There is an urgent need for blood-based, noninvasive molecular tests to assist in the detection and diagnosis of cancers in a cost-effective manner at an early stage, when curative interventions are still possible. Additionally, blood-based diagnostics can classify tumors into distinct molecular subtypes and monitor disease relapse and response to treatment. Increasingly, biomarker strategies are becoming critical to identify a specific patient subpopulation that is likely to respond to a new therapeutic agent. The improved understanding of the underlying molecular features of common cancers and the availability of a multitude of recently developed technologies to interrogate the genome, transcriptome, proteome and metabolome of tumors and biological fluids have made it possible to develop clinically applicable and cost-effective tests for many common cancers.

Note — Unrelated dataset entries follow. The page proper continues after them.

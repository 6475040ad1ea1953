//! OS signal handling.
//!
//! SIGINT and SIGTERM both trigger graceful shutdown; a second signal is
//! ignored while the drain runs.

use crate::lifecycle::Shutdown;

/// Resolve on the first SIGINT (Ctrl+C) or SIGTERM.
pub async fn wait_for_signal() {
    let ctrl_c = async {
        if let Err(e) = tokio::signal::ctrl_c().await {
            tracing::error!(error = %e, "Failed to install Ctrl+C handler");
            std::future::pending::<()>().await;
        }
    };

    #[cfg(unix)]
    let terminate = async {
        use tokio::signal::unix::{signal, SignalKind};
        match signal(SignalKind::terminate()) {
            Ok(mut stream) => {
                stream.recv().await;
            }
            Err(e) => {
                tracing::error!(error = %e, "Failed to install SIGTERM handler");
                std::future::pending::<()>().await;
            }
        }
    };

    #[cfg(not(unix))]
    let terminate = std::future::pending::<()>();

    tokio::select! {
        _ = ctrl_c => tracing::info!(signal = "SIGINT", "Shutdown signal received"),
        _ = terminate => tracing::info!(signal = "SIGTERM", "Shutdown signal received"),
    }
}

/// Trigger `shutdown` when the process is signalled.
pub fn spawn_signal_handler(shutdown: Shutdown) -> tokio::task::JoinHandle<()> {
    tokio::spawn(async move {
        wait_for_signal().await;
        shutdown.trigger();
    })
}
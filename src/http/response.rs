//! Response mapping.
//!
//! # Responsibilities
//! - Map upstream, store and validation errors to status codes
//! - Render live sequences as newline-delimited JSON
//!
//! # Design Decisions
//! - Client errors keep the dependency's status and message
//! - Server errors become 500 with the dependency-qualified message
//! - NDJSON bodies end when the process shuts down

use axum::body::Body;
use axum::http::{header, StatusCode};
use axum::response::{IntoResponse, Response};
use bytes::Bytes;
use futures_util::{Stream, StreamExt};
use serde::Serialize;
use thiserror::Error;

use crate::lifecycle::Shutdown;
use crate::store::StoreError;
use crate::upstream::UpstreamError;

pub const NDJSON: &str = "application/x-ndjson";

/// Errors a handler can surface to its caller.
#[derive(Debug, Error)]
pub enum ApiError {
    #[error(transparent)]
    Upstream(#[from] UpstreamError),

    #[error(transparent)]
    Store(#[from] StoreError),

    /// Request body failed validation; the message lists every violation.
    #[error("{0}")]
    Invalid(String),

    #[error("{0}")]
    NotFound(String),
}

impl ApiError {
    /// `Ok` when `violations` is empty, otherwise one comma-joined message.
    pub fn check(violations: Vec<&str>) -> Result<(), ApiError> {
        if violations.is_empty() {
            Ok(())
        } else {
            Err(ApiError::Invalid(violations.join(",")))
        }
    }

    pub fn status(&self) -> StatusCode {
        match self {
            ApiError::Upstream(UpstreamError::Client { status, .. }) => StatusCode::from_u16(*status)
                .ok()
                .filter(StatusCode::is_client_error)
                .unwrap_or(StatusCode::BAD_REQUEST),
            ApiError::Upstream(UpstreamError::Server { .. }) | ApiError::Store(_) => {
                StatusCode::INTERNAL_SERVER_ERROR
            }
            ApiError::Invalid(_) => StatusCode::BAD_REQUEST,
            ApiError::NotFound(_) => StatusCode::NOT_FOUND,
        }
    }
}

impl IntoResponse for ApiError {
    fn into_response(self) -> Response {
        let status = self.status();
        if status.is_server_error() {
            tracing::error!(status = status.as_u16(), error = %self, "Request failed");
        } else {
            tracing::debug!(status = status.as_u16(), error = %self, "Request rejected");
        }
        (status, self.to_string()).into_response()
    }
}

/// Stream `items` as one JSON document per line until shutdown.
pub fn ndjson<S, T>(items: S, shutdown: &Shutdown) -> Response
where
    S: Stream<Item = T> + Send + 'static,
    T: Serialize + Send + 'static,
{
    let lines = items.take_until(shutdown.signalled()).map(|item| {
        let mut line = serde_json::to_vec(&item)?;
        line.push(b'\n');
        Ok::<_, serde_json::Error>(Bytes::from(line))
    });

    ([(header::CONTENT_TYPE, NDJSON)], Body::from_stream(lines)).into_response()
}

Overall, the paradigm shift towards personalized and individualized medicine relies heavily on the increased use of diagnostic biomarkers and classifiers to improve diagnosis, management and treatment. International collaborations, involving both the private and public sector will be required to facilitate the development of clinical applications of biomarkers, using rigorous standardized assays. Here, we review the recent technological and scientific advances in this field.